== The input ==
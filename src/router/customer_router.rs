use std::sync::Arc;

use axum::routing::{delete, get, post, put};
use axum::Router;

use crate::handler::customer_handler::{
    create_customer_handler, delete_customer_handler, detach_customer_document_handler,
    get_customer_handler, list_customers_handler, update_customer_handler,
};
use crate::service::customer_service::CustomerService;

pub fn customer_router(service: Arc<CustomerService>) -> Router {
    Router::new()
        .route("/customers", post(create_customer_handler))
        .route("/customers", get(list_customers_handler))
        .route("/customers/{id}", get(get_customer_handler))
        .route("/customers/{id}", put(update_customer_handler))
        .route("/customers/{id}", delete(delete_customer_handler))
        .route("/customers/{id}/documents", delete(detach_customer_document_handler))
        .with_state(service)
}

== Instructions to follow ==
Print every record above exactly as it stands.

== Result ==
filename src/router/customer_router.rs
use std::sync::Arc;

use axum::routing::{delete, get, post, put};
use axum::Router;

use crate::handler::customer_handler::{
    create_customer_handler, delete_customer_handler, detach_customer_document_handler,
    get_customer_handler, list_customers_handler, update_customer_handler,
};
use crate::service::customer_service::CustomerService;

pub fn customer_router(service: Arc<CustomerService>) -> Router {
    Router::new()
        .route("/customers", post(create_customer_handler))
        .route("/customers", get(list_customers_handler))
        .route("/customers/{id}", get(get_customer_handler))
        .route("/customers/{id}", put(update_customer_handler))
        .route("/customers/{id}", delete(delete_customer_handler))
        .route("/customers/{id}/documents", delete(detach_customer_document_handler))
        .with_state(service)
}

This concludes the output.